If you haven’t seen your credit report recently, you’re making a serious mistake. Some people are able to live without credit but for most of us that’s impossible. What’s also impossible is to get new credit if you have a lousy credit report.
How to get your credit reports
You have three credit reports as there are three credit bureaus that each compiles a file on you. Since your three credit reports can be different it’s important that you get and review all of them. You can get them individually from the three credit reporting bureaus (Experian, Equifax and TransUnion) or all of them at the same time on the website www.annualcreditreport.com.
What to look for
Your credit report will have both good and bad information. The bad information consists of items such as debts that have gone to collection, “charge offs,” liens, judgments and foreclosures. If you find any items like these in your credit report, you can just bet that you have a poor credit score.
When these debts fall off
The Fair Credit Reporting Act or FCRA has rules about when negative items will fall off your credit report. Most of them must be removed seven years from the first date of your delinquency. However, a chapter 7 bankruptcy is treated differently. If you have one of these it will stay in your report for 10 years. Judgments against you will stay in your report until the statute of limitations in your state expires or for seven years, whichever is longer. And if you owe any money to the government in the form of a student loan or unpaid taxes, it will stay in your report indefinitely or until seven years have elapsed from the date you pay them off.
Look for errors
It’s critical that you review your credit reports carefully because they can contain errors. The three credit bureaus process thousands of documents a week and mistakes can be made. You might find negative items such as a judgment or bankruptcy that actually belongs to someone else. Or you might discover an old debt that should have fallen out of your credit report a year or more ago. If you do find an error (or errors), you can dispute it. In fact all three of the credit bureaus have online forms for just this purpose. If you do dispute an item, you will need to have documentation supporting your claim. Once you file a dispute, the credit bureau must contact the company that provided the negative information and ask for it to be validated. If the company cannot validate it or doesn’t respond within a month, the credit bureau is required to remove the item from your credit file. As you might imagine this could have a very positive effect on your credit score.
Where to get your credit score
Unfortunately, your free credit report will not include your credit score. The best way to get your true (FICO) score is on the website www.myfico.com. It will cost $19.95 unless you’re willing to sign up for a free trial of the company’s Score Watch program in which case you will get your score free. You can also get what’s called your Vantage Score free from any of the three credit reporting bureaus. However, this will not be your true FICO score, which is the score most lenders use when deciding whether or not to give you credit.

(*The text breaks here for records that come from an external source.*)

//! Chunk planning and assignment of chunks to workers.

use serde::{Deserialize, Serialize};
use std::fmt;
use tracing::{event, Level};

use crate::error::ReductionError;
use crate::operation::Loader;

/// A run to load: instrument, run number and raw file extension.
#[derive(Clone, Debug, PartialEq, Eq, Hash)]
pub struct RunId {
    pub instrument: String,
    pub number: i64,
    pub extension: String,
}

impl RunId {
    /// Return a new RunId.
    pub fn new(instrument: &str, number: i64, extension: &str) -> Self {
        RunId {
            instrument: instrument.to_string(),
            number,
            extension: extension.to_string(),
        }
    }

    /// Dataset name of the run, e.g. `PG3_1000`.
    pub fn name(&self) -> String {
        format!("{}_{}", self.instrument, self.number)
    }

    /// Raw file name of the run.
    pub fn file_name(&self) -> String {
        format!("{}_{}{}", self.instrument, self.number, self.extension)
    }
}

impl fmt::Display for RunId {
    fn fmt(&self, f: &mut fmt::Formatter<'_>) -> fmt::Result {
        write!(f, "{}", self.file_name())
    }
}

/// Load-time constraints selecting one chunk of a run.
#[derive(Clone, Debug, Deserialize, PartialEq, Eq, Serialize)]
pub enum ChunkDescriptor {
    /// The whole file
    Whole,
    /// Chunk `number` (1-based) of `total` equal slices
    Index { number: usize, total: usize },
    /// Spectra `min..=max`
    SpectrumRange { min: i32, max: i32 },
}

impl fmt::Display for ChunkDescriptor {
    fn fmt(&self, f: &mut fmt::Formatter<'_>) -> fmt::Result {
        match self {
            ChunkDescriptor::Whole => write!(f, "_0"),
            ChunkDescriptor::Index { number, .. } => write!(f, "_{}", number),
            ChunkDescriptor::SpectrumRange { min, max } if max > min => {
                write!(f, "_{}", 1 + min / (max - min))
            }
            ChunkDescriptor::SpectrumRange { min, .. } => write!(f, "_{}", min),
        }
    }
}

/// Produce the ordered chunk sequence of a run.
///
/// An empty plan from the loader means the whole file is read in one go.
///
/// # Arguments
///
/// * `loader`: Loader to query
/// * `run`: Run to plan
/// * `max_chunk_bytes`: Maximum chunk size in bytes, 0 for unbounded
pub async fn plan_chunks(
    loader: &dyn Loader,
    run: &RunId,
    max_chunk_bytes: u64,
) -> Result<Vec<ChunkDescriptor>, ReductionError> {
    let mut chunks = loader.plan_chunks(run, max_chunk_bytes).await?;
    if chunks.is_empty() {
        chunks.push(ChunkDescriptor::Whole);
    }
    event!(Level::DEBUG, "{} will be loaded in {} chunk(s)", run, chunks.len());
    Ok(chunks)
}

/// Chunks belonging to one worker, with their position in the full plan.
///
/// Chunk `i` belongs to worker `i % size`.
///
/// # Arguments
///
/// * `chunks`: Full chunk plan
/// * `rank`: Rank of the worker
/// * `size`: Number of workers
pub fn assign_round_robin(
    chunks: Vec<ChunkDescriptor>,
    rank: usize,
    size: usize,
) -> Vec<(usize, ChunkDescriptor)> {
    let size = size.max(1);
    chunks
        .into_iter()
        .enumerate()
        .filter(|(index, _)| index % size == rank)
        .collect()
}

#[cfg(test)]
mod tests {
    use super::*;
    use crate::test_utils::MemoryLoader;

    #[test]
    fn test_run_id() {
        let run = RunId::new("PG3", 1000, "_event.json");
        assert_eq!("PG3_1000", run.name());
        assert_eq!("PG3_1000_event.json", run.file_name());
        assert_eq!("PG3_1000_event.json", run.to_string());
    }

    #[test]
    fn test_chunk_suffix() {
        assert_eq!("_0", ChunkDescriptor::Whole.to_string());
        let chunk = ChunkDescriptor::Index {
            number: 3,
            total: 4,
        };
        assert_eq!("_3", chunk.to_string());
        let chunk = ChunkDescriptor::SpectrumRange { min: 1, max: 10 };
        assert_eq!("_1", chunk.to_string());
        let chunk = ChunkDescriptor::SpectrumRange { min: 11, max: 20 };
        assert_eq!("_2", chunk.to_string());
        let chunk = ChunkDescriptor::SpectrumRange { min: 7, max: 7 };
        assert_eq!("_7", chunk.to_string());
    }

    #[test]
    fn test_round_robin() {
        let chunks: Vec<_> = (1..=5)
            .map(|number| ChunkDescriptor::Index { number, total: 5 })
            .collect();
        let rank0 = assign_round_robin(chunks.clone(), 0, 2);
        let rank1 = assign_round_robin(chunks.clone(), 1, 2);
        assert_eq!(vec![0, 2, 4], rank0.iter().map(|(i, _)| *i).collect::<Vec<_>>());
        assert_eq!(vec![1, 3], rank1.iter().map(|(i, _)| *i).collect::<Vec<_>>());
        assert_eq!(5, assign_round_robin(chunks.clone(), 0, 1).len());
        assert!(assign_round_robin(chunks[..1].to_vec(), 1, 2).is_empty());
    }

    #[tokio::test]
    async fn test_empty_plan_is_whole() {
        let loader = MemoryLoader::new();
        let run = RunId::new("PG3", 1, "_event.json");
        loader.insert(&run, crate::test_utils::timed_run(1, &[1]));
        let chunks = plan_chunks(&loader, &run, 0).await.unwrap();
        assert_eq!(vec![ChunkDescriptor::Whole], chunks);
    }

    #[tokio::test]
    async fn test_plan_bounded() {
        let loader = MemoryLoader::new().with_chunks(3);
        let run = RunId::new("PG3", 1, "_event.json");
        loader.insert(&run, crate::test_utils::timed_run(1, &[1, 2, 3]));
        let chunks = plan_chunks(&loader, &run, 10).await.unwrap();
        assert_eq!(3, chunks.len());
        assert_eq!(
            ChunkDescriptor::Index {
                number: 1,
                total: 3
            },
            chunks[0]
        );
    }

    #[tokio::test]
    async fn test_plan_missing_run() {
        let loader = MemoryLoader::new();
        let run = RunId::new("PG3", 1, "_event.json");
        let result = plan_chunks(&loader, &run, 0).await;
        assert!(matches!(result, Err(ReductionError::FileNotFound { .. })));
    }
}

What’s a good credit score?
Credit scores range from 300 to 850 points. As they say in the commercial with the little kids sitting around the table, more is better. A credit score of 700 to 850 points would be a very good or excellent credit score. Conversely, a score of less than 580 points would be a poor or bad credit score. If you do find that you have a poor or bad credit score, there’s not much you can do about it short term except try to pay off as much debt as you can and be sure to make all of your payments and pay them when they’re due.